PHPStan is installed as a package using Composer. Take a look on how to install Composer on your computer if you don't have it yet.

Optionally you can setup a new Laravel project and analyse it with PHPStan, checkout on how to create your first Laravel project.

Installation & First run

To start performing analysis on your code, require PHPStan in Composer:

composer require --dev phpstan/phpstan

PHPStan is only needed during development and testing stages. That why we use the --dev option and include the package only in require-dev.

After a successful download, to let PHPStan analyse your code base, you have to use the analyse command and point it to the right directory, e.g., app:

vendor/bin/phpstan analyse app

PHPStan will probably find and print some errors.

Configuration file

PHPStan executable allows different options to be passed directly from the command line. But it's always a good idea to have a separate configuration file rather than overcomplicating a command.

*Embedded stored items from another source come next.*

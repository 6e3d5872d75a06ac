use crate::renderer::config::RenderConfig;
use ash::vk;
use color_eyre::Result;
use std::ffi::{c_char, c_void, CStr, CString};

const VALIDATION_LAYER: &CStr = c"VK_LAYER_KHRONOS_validation";

/// Loaded Vulkan library and instance, with the validation messenger when enabled
pub struct Instance {
    pub entry: ash::Entry,
    pub handle: ash::Instance,
    debug_utils: Option<(ash::ext::debug_utils::Instance, vk::DebugUtilsMessengerEXT)>,
}

impl Instance {
    pub fn new(config: &RenderConfig) -> Result<Self> {
        let entry = unsafe { ash::Entry::load()? };

        let validation = config.validation && Self::validation_layer_supported(&entry)?;
        if config.validation && !validation {
            log::warn!("Validation requested but {VALIDATION_LAYER:?} is not installed");
        }

        let application_name = CString::new(config.application_name.as_str())?;
        let application_info = vk::ApplicationInfo::default()
            .application_name(&application_name)
            .engine_name(c"Luna")
            .api_version(vk::API_VERSION_1_3);

        let enabled_layer_names: Vec<*const c_char> = if validation {
            vec![VALIDATION_LAYER.as_ptr()]
        } else {
            Vec::new()
        };
        let enabled_extension_names: Vec<*const c_char> = Self::required_extensions(validation)
            .iter()
            .map(|ext| ext.as_ptr())
            .collect();

        let mut debug_info = debug_utils_messenger_create_info();
        let mut instance_info = vk::InstanceCreateInfo::default()
            .application_info(&application_info)
            .enabled_layer_names(&enabled_layer_names)
            .enabled_extension_names(&enabled_extension_names);
        if validation {
            instance_info = instance_info.push_next(&mut debug_info);
        }

        #[cfg(target_os = "macos")]
        let instance_info = instance_info.flags(vk::InstanceCreateFlags::ENUMERATE_PORTABILITY_KHR);

        let handle = unsafe { entry.create_instance(&instance_info, None)? };

        let debug_utils = if validation {
            let loader = ash::ext::debug_utils::Instance::new(&entry, &handle);
            let messenger = unsafe { loader.create_debug_utils_messenger(&debug_utils_messenger_create_info(), None)? };
            Some((loader, messenger))
        } else {
            None
        };

        log::info!("Created Vulkan instance (validation {})", if validation { "on" } else { "off" });
        Ok(Self {
            entry,
            handle,
            debug_utils,
        })
    }

    fn required_extensions(validation: bool) -> Vec<&'static CStr> {
        let mut exts = Vec::new();
        if validation {
            exts.push(ash::ext::debug_utils::NAME);
        }

        #[cfg(target_os = "macos")]
        {
            exts.push(ash::khr::portability_enumeration::NAME);
            exts.push(ash::khr::get_physical_device_properties2::NAME);
        }

        exts
    }

    fn validation_layer_supported(entry: &ash::Entry) -> Result<bool> {
        let layers = unsafe { entry.enumerate_instance_layer_properties()? };
        Ok(layers
            .iter()
            .filter_map(|props| props.layer_name_as_c_str().ok())
            .any(|name| name == VALIDATION_LAYER))
    }
}

impl Drop for Instance {
    fn drop(&mut self) {
        unsafe {
            if let Some((loader, messenger)) = self.debug_utils.take() {
                loader.destroy_debug_utils_messenger(messenger, None);
            }
            self.handle.destroy_instance(None);
        }
    }
}

fn debug_utils_messenger_create_info() -> vk::DebugUtilsMessengerCreateInfoEXT<'static> {
    let message_severity = vk::DebugUtilsMessageSeverityFlagsEXT::VERBOSE
        | vk::DebugUtilsMessageSeverityFlagsEXT::WARNING
        | vk::DebugUtilsMessageSeverityFlagsEXT::ERROR;
    let message_type = vk::DebugUtilsMessageTypeFlagsEXT::GENERAL
        | vk::DebugUtilsMessageTypeFlagsEXT::VALIDATION
        | vk::DebugUtilsMessageTypeFlagsEXT::PERFORMANCE;
    vk::DebugUtilsMessengerCreateInfoEXT::default()
        .message_severity(message_severity)
        .message_type(message_type)
        .pfn_user_callback(Some(debug_callback))
}

unsafe extern "system" fn debug_callback(
    message_severity: vk::DebugUtilsMessageSeverityFlagsEXT,
    message_type: vk::DebugUtilsMessageTypeFlagsEXT,
    p_callback_data: *const vk::DebugUtilsMessengerCallbackDataEXT,
    _p_user_data: *mut c_void,
) -> vk::Bool32 {
    let msg_type = match message_type {
        vk::DebugUtilsMessageTypeFlagsEXT::GENERAL => "[General]",
        vk::DebugUtilsMessageTypeFlagsEXT::PERFORMANCE => "[Performance]",
        vk::DebugUtilsMessageTypeFlagsEXT::VALIDATION => "[Validation]",
        _ => "[Unknown]",
    };
    let msg = unsafe {
        if p_callback_data.is_null() || (*p_callback_data).p_message.is_null() {
            return vk::FALSE;
        }
        CStr::from_ptr((*p_callback_data).p_message).to_string_lossy()
    };
    match message_severity {
        vk::DebugUtilsMessageSeverityFlagsEXT::VERBOSE => log::trace!("{msg_type} {msg}"),
        vk::DebugUtilsMessageSeverityFlagsEXT::INFO => log::info!("{msg_type} {msg}"),
        vk::DebugUtilsMessageSeverityFlagsEXT::WARNING => log::warn!("{msg_type} {msg}"),
        vk::DebugUtilsMessageSeverityFlagsEXT::ERROR => log::error!("{msg_type} {msg}"),
        _ => log::warn!("{msg_type} {msg}"),
    }

    vk::FALSE
}
#[derive(Debug, Default, Clone, Copy, PartialEq, Eq, Hash)]
pub enum TextureFilter {
    MinMagMipPoint,
    MinMagPointMipLinear,
    MinPointMagLinearMipPoint,
    MinPointMagMipLinear,
    MinLinearMagMipPoint,
    MinLinearMagPointMipLinear,
    MinMagLinearMipPoint,
    MinMagMipLinear,
    #[default]
    Anisotropic,

    ComparisonMinMagMipPoint,
    ComparisonMinMagPointMipLinear,
    ComparisonMinPointMagLinearMipPoint,
    ComparisonMinPointMagMipLinear,
    ComparisonMinLinearMagMipPoint,
    ComparisonMinLinearMagPointMipLinear,
    ComparisonMinMagLinearMipPoint,
    ComparisonMinMagMipLinear,
    ComparisonAnisotropic,

    MinimumMinMagMipPoint,
    MinimumMinMagPointMipLinear,
    MinimumMinPointMagLinearMipPoint,
    MinimumMinPointMagMipLinear,
    MinimumMinLinearMagMipPoint,
    MinimumMinLinearMagPointMipLinear,
    MinimumMinMagLinearMipPoint,
    MinimumMinMagMipLinear,
    MinimumAnisotropic,

    MaximumMinMagMipPoint,
    MaximumMinMagPointMipLinear,
    MaximumMinPointMagLinearMipPoint,
    MaximumMinPointMagMipLinear,
    MaximumMinLinearMagMipPoint,
    MaximumMinLinearMagPointMipLinear,
    MaximumMinMagLinearMipPoint,
    MaximumMinMagMipLinear,
    MaximumAnisotropic,
}

/// Sampling mode of one filter stage
#[derive(Debug, Clone, Copy, PartialEq, Eq)]
pub enum FilterMode {
    Point,
    Linear,
}

/// How filtered samples are reduced
#[derive(Debug, Clone, Copy, PartialEq, Eq)]
pub enum FilterReduction {
    Standard,
    Comparison,
    Minimum,
    Maximum,
}

impl TextureFilter {
    /// Splits the filter into (min, mag, mip, anisotropic, reduction)
    pub fn decompose(self) -> (FilterMode, FilterMode, FilterMode, bool, FilterReduction) {
        use FilterMode::*;
        use TextureFilter::*;

        let index = self as u32;
        let reduction = match index / 9 {
            0 => FilterReduction::Standard,
            1 => FilterReduction::Comparison,
            2 => FilterReduction::Minimum,
            _ => FilterReduction::Maximum,
        };
        let base = match index % 9 {
            0 => MinMagMipPoint,
            1 => MinMagPointMipLinear,
            2 => MinPointMagLinearMipPoint,
            3 => MinPointMagMipLinear,
            4 => MinLinearMagMipPoint,
            5 => MinLinearMagPointMipLinear,
            6 => MinMagLinearMipPoint,
            7 => MinMagMipLinear,
            _ => Anisotropic,
        };
        let (min, mag, mip, aniso) = match base {
            MinMagMipPoint => (Point, Point, Point, false),
            MinMagPointMipLinear => (Point, Point, Linear, false),
            MinPointMagLinearMipPoint => (Point, Linear, Point, false),
            MinPointMagMipLinear => (Point, Linear, Linear, false),
            MinLinearMagMipPoint => (Linear, Point, Point, false),
            MinLinearMagPointMipLinear => (Linear, Point, Linear, false),
            MinMagLinearMipPoint => (Linear, Linear, Point, false),
            MinMagMipLinear => (Linear, Linear, Linear, false),
            _ => (Linear, Linear, Linear, true),
        };
        (min, mag, mip, aniso, reduction)
    }
}

#[derive(Debug, Default, Clone, Copy, PartialEq, Eq, Hash)]
pub enum TextureAddress {
    #[default]
    Wrap,
    Mirror,
    Clamp,
    Border,
    MirrorOnce,
}

#[derive(Debug, Default, Clone, Copy, PartialEq, Eq, Hash)]
pub enum StaticBorderColor {
    TransparentBlack,
    OpaqueBlack,
    #[default]
    OpaqueWhite,
}

bitflags! {
    #[derive(Debug, Default, Clone, Copy, PartialEq, Eq, Hash)]
    pub struct ResourceState: u32 {
        const COMMON = 0x0000_0001;
        const CONSTANT_BUFFER = 0x0000_0002;
        const VERTEX_BUFFER = 0x0000_0004;
        const INDEX_BUFFER = 0x0000_0008;
        const INDIRECT_ARGUMENT = 0x0000_0010;
        const SHADER_RESOURCE = 0x0000_0020;
        const UNORDERED_ACCESS = 0x0000_0040;
        const RENDER_TARGET = 0x0000_0080;
        const DEPTH_WRITE = 0x0000_0100;
        const DEPTH_READ = 0x0000_0200;
        const STREAM_OUT = 0x0000_0400;
        const COPY_DEST = 0x0000_0800;
        const COPY_SOURCE = 0x0000_1000;
        const RESOLVE_DEST = 0x0000_2000;
        const RESOLVE_SOURCE = 0x0000_4000;
        const PRESENT = 0x0000_8000;
        const ACCEL_STRUCT_READ = 0x0001_0000;
        const ACCEL_STRUCT_WRITE = 0x0002_0000;
        const ACCEL_STRUCT_BUILD_INPUT = 0x0004_0000;
        const ACCEL_STRUCT_BUILD_BLAS = 0x0008_0000;
        const SHADING_RATE_SURFACE = 0x0010_0000;
        const OPACITY_MICROMAP_WRITE = 0x0020_0000;
        const OPACITY_MICROMAP_BUILD_INPUT = 0x0040_0000;
        const PREDICATION = 0x0080_0000;
        const GENERIC_READ = 0x0100_0000;
    }
}

bitflags! {
    #[derive(Debug, Default, Clone, Copy, PartialEq, Eq, Hash)]
    pub struct ResourceType: u32 {
        const TEXTURE_1D = 0x0001;
        const TEXTURE_1D_ARRAY = 0x0002;
        const TEXTURE_2D = 0x0004;
        const TEXTURE_2D_ARRAY = 0x0008;
        const TEXTURE_2D_MS = 0x0010;
        const TEXTURE_2D_MS_ARRAY = 0x0020;
        const TEXTURE_CUBE = 0x0040;
        const TEXTURE_CUBE_ARRAY = 0x0080;
        const TEXTURE_3D = 0x0100;
        const INDEX_BUFFER = 0x0200;
        const VERTEX_BUFFER = 0x0400;
        const CONSTANT_BUFFER = 0x0800;
        const BYTE_ADDRESS_BUFFER = 0x1000;
        const INDIRECT_ARGS_BUFFER = 0x2000;
        const STRUCTURED_BUFFER = 0x4000;
        const TYPED_BUFFER = 0x8000;
        const READBACK_BUFFER = 0x0001_0000;

        const TEXTURE_1D_TYPE = Self::TEXTURE_1D.bits() | Self::TEXTURE_1D_ARRAY.bits();
        const TEXTURE_2D_TYPE = Self::TEXTURE_2D.bits()
            | Self::TEXTURE_2D_ARRAY.bits()
            | Self::TEXTURE_2D_MS.bits()
            | Self::TEXTURE_2D_MS_ARRAY.bits();
        const TEXTURE_CUBE_TYPE = Self::TEXTURE_CUBE.bits() | Self::TEXTURE_CUBE_ARRAY.bits();
        const TEXTURE_ARRAY_TYPE = Self::TEXTURE_1D_ARRAY.bits()
            | Self::TEXTURE_2D_ARRAY.bits()
            | Self::TEXTURE_2D_MS_ARRAY.bits()
            | Self::TEXTURE_CUBE_ARRAY.bits();
        const TEXTURE_TYPE = Self::TEXTURE_1D_TYPE.bits()
            | Self::TEXTURE_2D_TYPE.bits()
            | Self::TEXTURE_CUBE_TYPE.bits()
            | Self::TEXTURE_3D.bits();
        const BUFFER_TYPE = Self::INDEX_BUFFER.bits()
            | Self::VERTEX_BUFFER.bits()
            | Self::CONSTANT_BUFFER.bits()
            | Self::BYTE_ADDRESS_BUFFER.bits()
            | Self::INDIRECT_ARGS_BUFFER.bits()
            | Self::STRUCTURED_BUFFER.bits()
            | Self::TYPED_BUFFER.bits()
            | Self::READBACK_BUFFER.bits();
        const UNORDERED_ACCESS_TYPE = Self::BYTE_ADDRESS_BUFFER.bits()
            | Self::INDIRECT_ARGS_BUFFER.bits()
            | Self::STRUCTURED_BUFFER.bits()
            | Self::TYPED_BUFFER.bits();
    }
}

impl ResourceType {
    pub fn is_texture(self) -> bool {
        self.intersects(Self::TEXTURE_TYPE)
    }

    pub fn is_buffer(self) -> bool {
        self.intersects(Self::BUFFER_TYPE)
    }

    pub fn is_array(self) -> bool {
        self.intersects(Self::TEXTURE_ARRAY_TYPE)
    }

    pub fn is_multisampled(self) -> bool {
        self.intersects(Self::TEXTURE_2D_MS | Self::TEXTURE_2D_MS_ARRAY)
    }

    pub fn dimension(self) -> Option<TextureDimension> {
        if self.intersects(Self::TEXTURE_1D_TYPE) {
            Some(TextureDimension::Texture1D)
        } else if self.intersects(Self::TEXTURE_2D_TYPE | Self::TEXTURE_CUBE_TYPE) {
            Some(TextureDimension::Texture2D)
        } else if self.contains(Self::TEXTURE_3D) {
            Some(TextureDimension::Texture3D)
        } else {
            None
        }
    }
}

#[derive(Debug, Clone, Copy, PartialEq, Eq, Hash)]
pub enum TextureDimension {
    Texture1D,
    Texture2D,
    Texture3D,
}

bitflags! {
    #[derive(Debug, Default, Clone, Copy, PartialEq, Eq, Hash)]
    pub struct MemoryAccess: u32 {
        const GPU_READ = 0x0001;
        const GPU_WRITE = 0x0002;
        const CPU_READ = 0x0004;
        const CPU_WRITE = 0x0008;
        const CPU_MAPPED = 0x0010;
    }
}

impl MemoryAccess {
    pub fn is_cpu_visible(self) -> bool {
        self.intersects(Self::CPU_READ | Self::CPU_WRITE | Self::CPU_MAPPED)
    }
}

/// Which planes of a depth buffer a view can write
#[derive(Debug, Default, Clone, Copy, PartialEq, Eq, Hash)]
pub enum DepthStencilAspect {
    #[default]
    ReadWrite,
    DepthReadOnly,
    StencilReadOnly,
    ReadOnly,
}

impl DepthStencilAspect {
    pub const ALL: [Self; 4] = [
        Self::ReadWrite,
        Self::DepthReadOnly,
        Self::StencilReadOnly,
        Self::ReadOnly,
    ];

    /// Variant actually built for a format; without stencil only the depth flag matters
    pub fn resolve(self, has_stencil: bool) -> Self {
        match (self, has_stencil) {
            (Self::StencilReadOnly, false) => Self::ReadWrite,
            (Self::ReadOnly, false) => Self::DepthReadOnly,
            (aspect, _) => aspect,
        }
    }

    pub fn depth_read_only(self) -> bool {
        matches!(self, Self::DepthReadOnly | Self::ReadOnly)
    }

    pub fn stencil_read_only(self) -> bool {
        matches!(self, Self::StencilReadOnly | Self::ReadOnly)
    }
}

/// Plane sampled by a depth buffer shader resource view
#[derive(Debug, Default, Clone, Copy, PartialEq, Eq, Hash)]
pub enum DepthPlane {
    #[default]
    Depth,
    Stencil,
}

#[cfg(test)]
mod tests {
    use super::*;

    #[test]
    fn every_descriptor_type_has_one_class() {
        assert_eq!(DescriptorType::ConstantBuffer.class(), DescriptorClass::ConstantBuffer);
        assert_eq!(DescriptorType::StructuredBufferSRV.class(), DescriptorClass::ShaderResource);
        assert_eq!(DescriptorType::RawBufferUAV.class(), DescriptorClass::UnorderedAccess);
        assert_eq!(DescriptorType::Sampler.class(), DescriptorClass::Sampler);
    }

    #[test]
    fn resource_type_masks() {
        assert!(ResourceType::TEXTURE_CUBE_ARRAY.is_texture());
        assert!(ResourceType::TEXTURE_CUBE_ARRAY.is_array());
        assert!(ResourceType::CONSTANT_BUFFER.is_buffer());
        assert!(!ResourceType::CONSTANT_BUFFER.intersects(ResourceType::UNORDERED_ACCESS_TYPE));
        assert_eq!(ResourceType::TEXTURE_CUBE.dimension(), Some(TextureDimension::Texture2D));
        assert_eq!(ResourceType::VERTEX_BUFFER.dimension(), None);
    }

    #[test]
    fn filter_decomposition() {
        let (min, mag, mip, aniso, reduction) = TextureFilter::MinPointMagMipLinear.decompose();
        assert_eq!((min, mag, mip), (FilterMode::Point, FilterMode::Linear, FilterMode::Linear));
        assert!(!aniso);
        assert_eq!(reduction, FilterReduction::Standard);

        let (.., aniso, reduction) = TextureFilter::ComparisonAnisotropic.decompose();
        assert!(aniso);
        assert_eq!(reduction, FilterReduction::Comparison);

        let (.., reduction) = TextureFilter::MaximumMinMagMipPoint.decompose();
        assert_eq!(reduction, FilterReduction::Maximum);
    }

    #[test]
    fn stencil_less_aspects_alias_onto_depth() {
        use DepthStencilAspect::*;
        let with_stencil: Vec<_> = DepthStencilAspect::ALL.iter().map(|a| a.resolve(true)).collect();
        assert_eq!(with_stencil, DepthStencilAspect::ALL);
        let depth_only: Vec<_> = DepthStencilAspect::ALL.iter().map(|a| a.resolve(false)).collect();
        assert_eq!(depth_only, vec![ReadWrite, DepthReadOnly, ReadWrite, DepthReadOnly]);
        assert!(ReadOnly.depth_read_only() && ReadOnly.stencil_read_only());
        assert!(!StencilReadOnly.depth_read_only());
    }

    #[test]
    fn graphics_api_parse() {
        assert_eq!(GraphicsApi::parse("Vulkan"), Some(GraphicsApi::Vulkan));
        assert_eq!(GraphicsApi::parse("d3d12"), Some(GraphicsApi::Direct3D12));
        assert_eq!(GraphicsApi::parse("metal"), None);
    }
}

A config file can be passed to the executable using the -c|--configuration option. Otherwise, it will look for files named phpstan.neon or phpstan.neon.dist in current directory. The structure of the file looks like the following:

parameters:
paths:
- app
- tests
level: 7
inferPrivatePropertyTypeFromConstructor: true
checkMissingIterableValueType: false
excludePaths:
- %currentWorkingDirectory%/app/Providers/*
ignoreErrors:
- '#Access to an undefined property App\Http\Requests\(.*)::$.*#'
- '#(.*)should return Illuminate\Http\RedirectResponse but returns Illuminate\Http\RedirectResponse|Illuminate\Routing\Redirector#'
- '#Access to an undefined property App\Models(.*)::$.*#'
- '#Call to an undefined method App\Models(.*)::.*#'
- '#Call to an undefined static method App\Models(.*)::.*#'
- '#Call to an undefined method Illuminate\(.*)::.*#'
- '#Call to an undefined static method Illuminate\(.*)::.*#'

This configuration file is adapted for Laravel application. We are going to analyse app and tests paths with level 7 (0 is the loosest and 9 is the strictest) excluding Providers directory from the scan. Ignored errors include common use cases for Laravel as facades, form requests, magic methods usage, type declaration issues, etc...

More options and detailed descriptions are available in the official config reference.

Executing application analysis

There is an easy way to execute PHPStan analysis and avoid writing the full command every time. Composer scripts feature will help us with that. A script can be defined in composer.json file as a shortcut to the executable:

"scripts": {
...
"analyse": [
"vendor/bin/phpstan analyse -c phpstan.neon"
],
...
}

It will allow us to run the analysis using our configuration file with just two words:

composer analyse

Besides, we will be able to add more steps and actions (if needed) to the analyse command.